HISTÓRICO
Saber terminar las cosas
Jorge Giraldo Ramírez | Publicado el 04 de octubre de 2009
Casi todas las advertencias y consejos de la sabiduría popular que conozco hablan de saber empezar. La importancia del primer paso, vencer el temor a actuar, manchar la página en blanco, madrugar para que nos vaya bien, el que pega primero pega dos veces. Todas son recomendaciones para los abúlicos o indecisos. Para mí, al contrario, la mayor sabiduría está en saber terminar las cosas.

Música aparte, la mayor impresión que me causó la película " El último vals ", de Martin Scorsese, fue la enseñanza de retirarse. La película documenta el concierto de despedida del grupo de respaldo de Bob Dylan llamado "The Band".

Su líder explica por qué querían desintegrarse en la cima de la carrera y cambiar de rumbo después del éxito y del cansancio. Hay algunos ejemplos de esto en el arte: Rossini, que deja la música y pasa a la gastronomía; Juan Rulfo, que deja de escribir.

La mayoría de los ejemplos son negativos. El que más me gusta viene de un cuento de Balzac titulado " La obra maestra desconocida ". El escritor francés cuenta la historia de un pintor que nunca deja de ponerle pinceles y colores a su cuadro preferido hasta que, al final, lo que resulta es un mamarracho indescifrable y nada atractivo. Las historias reales del que no sabe terminar las cosas son muchísimas.

En la política pasa lo mismo que en el arte y en la vida cotidiana, pero con mayor frecuencia porque el poder envicia. Grandes políticos como Franklin Roosevelt se atornillaron hasta la muerte y dejaron un sinsabor en la historia. Felipe González y Francois Miterrand ensombrecieron su legado por quedarse un poquito más de la cuenta. Ahora que se conmemoran los 60 años de la proclamación de la República Popular China vale la pena rescatar la figura de Deng Xiaoping, que se mantuvo al margen de la burocracia estatal, a pesar de ser el hombre más poderoso del país entre 1978 y 1997.

El reto que hoy afronta el presidente Álvaro Uribe como estadista y como persona es ese. Saber terminar las cosas. Los colombianos lo eligieron para traer la paz y la trajo: hay que ser un fanático para negar esto. Además produjo un efecto de unidad nacional necesario después de la agria crisis que dividió al país en los noventa, y volvió a rodear al Ejecutivo de apoyo y legitimidad después de tener los dos presidentes más impopulares de la historia.

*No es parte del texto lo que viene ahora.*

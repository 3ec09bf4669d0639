//! Tenant context resolution.
//!
//! Turns `(user, requested organization)` into a [`TenantContext`]:
//! cache lookup, default organization selection, organization and
//! membership validation, permission derivation, quota snapshot.
//! Failed resolutions are never cached.

use std::sync::Arc;

use tokio::time::Instant;
use tracing::{debug, warn};
use uuid::Uuid;
use warden_core::error::{WardenError, WardenResult};
use warden_core::models::context::TenantContext;
use warden_core::models::permission::derive;
use warden_core::models::quota::QuotaSnapshot;
use warden_core::repository::{MembershipRepository, OrganizationRepository};

use crate::cache::{CacheKey, ContextCache};
use crate::directory::OrganizationDirectory;

/// Tenant context resolver.
///
/// Generic over repository implementations so that the engine has no
/// dependency on the database crate.
pub struct TenantResolver<O: OrganizationRepository, M: MembershipRepository> {
    directory: OrganizationDirectory<O>,
    memberships: M,
    cache: Arc<ContextCache>,
}

impl<O: OrganizationRepository, M: MembershipRepository> TenantResolver<O, M> {
    pub fn new(organizations: O, memberships: M, cache: Arc<ContextCache>) -> Self {
        Self {
            directory: OrganizationDirectory::new(organizations),
            memberships,
            cache,
        }
    }

    pub fn cache(&self) -> &Arc<ContextCache> {
        &self.cache
    }

    pub fn directory(&self) -> &OrganizationDirectory<O> {
        &self.directory
    }

    /// Resolve the context of `user_id` in `organization_id`, or in the
    /// user's earliest-joined active organization when none is given.
    ///
    /// Dropping the returned future abandons the resolution; nothing is
    /// cached in that case.
    pub async fn resolve(
        &self,
        user_id: Uuid,
        organization_id: Option<Uuid>,
    ) -> WardenResult<TenantContext> {
        // 1-2. Cache. The ticket is taken before any store read.
        let key = CacheKey::new(user_id, organization_id);
        let ticket = self.cache.ticket();
        if let Some(context) = self.cache.get(&key) {
            return Ok(context);
        }

        // 3. Default organization.
        let organization_id = match organization_id {
            Some(id) => id,
            None => self.default_organization(user_id).await?,
        };

        // 4. Organization.
        let organization = match self.directory.by_id(organization_id).await {
            Ok(org) => org,
            Err(err) if err.is_not_found() => {
                return Err(WardenError::NoSuchOrganization {
                    reference: organization_id.to_string(),
                });
            }
            Err(err) => return Err(err),
        };

        // 5. Membership.
        let not_a_member = || WardenError::NotAMember {
            user_id,
            organization_id: Some(organization_id),
        };
        let membership = match self.memberships.get(user_id, organization_id).await {
            Ok(m) if m.is_active() => m,
            Ok(m) => {
                debug!(
                    user_id = %user_id,
                    organization_id = %organization_id,
                    status = m.status.as_str(),
                    "Membership is not active"
                );
                return Err(not_a_member());
            }
            Err(err) if err.is_not_found() => return Err(not_a_member()),
            Err(err) => return Err(err),
        };

        // 6. Permissions, flags, quotas.
        let permissions = derive(membership.role, &membership.custom_permissions);
        let feature_flags = organization.effective_feature_flags();
        let quotas = QuotaSnapshot::of(&organization);

        // 7. Assemble and cache.
        let context = TenantContext {
            organization,
            membership,
            permissions,
            feature_flags,
            quotas,
        };
        self.cache.put_if_current(ticket, key, context.clone());
        debug!(
            user_id = %user_id,
            organization_id = %organization_id,
            role = context.role().as_str(),
            "Tenant context resolved"
        );
        Ok(context)
    }

    /// [`resolve`](Self::resolve) bounded by `deadline`. On expiry the
    /// in-flight store call is abandoned and nothing is cached.
    pub async fn resolve_with_deadline(
        &self,
        user_id: Uuid,
        organization_id: Option<Uuid>,
        deadline: Instant,
    ) -> WardenResult<TenantContext> {
        match tokio::time::timeout_at(deadline, self.resolve(user_id, organization_id)).await {
            Ok(result) => result,
            Err(_) => {
                warn!(user_id = %user_id, "Tenant resolution hit its deadline");
                Err(WardenError::DeadlineExceeded)
            }
        }
    }

    /// Authorization check on an already resolved context. Unknown
    /// capability names are denied.
    pub fn has_permission(&self, context: &TenantContext, capability: &str) -> bool {
        warden_core::has_permission(context, capability)
    }

    async fn default_organization(&self, user_id: Uuid) -> WardenResult<Uuid> {
        let memberships = self.memberships.list_active_for_user(user_id).await?;
        memberships
            .first()
            .map(|m| m.organization_id)
            .ok_or(WardenError::NotAMember {
                user_id,
                organization_id: None,
            })
    }
}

Ahora el Presidente corre el riesgo de tirarse en la batica de cuadros. Su persistencia en el proyecto reeleccionista lo puede conducir a la única y mayor derrota política de su vida, bien sea porque la Corte Constitucional lo pare o porque después lo haga el electorado, en el referendo o en las elecciones. Si esto no pasa y Uribe persiste, y gana y vuelve a ganar, pone en riesgo una parte de su obra, gran parte de su prestigio y todo su futuro.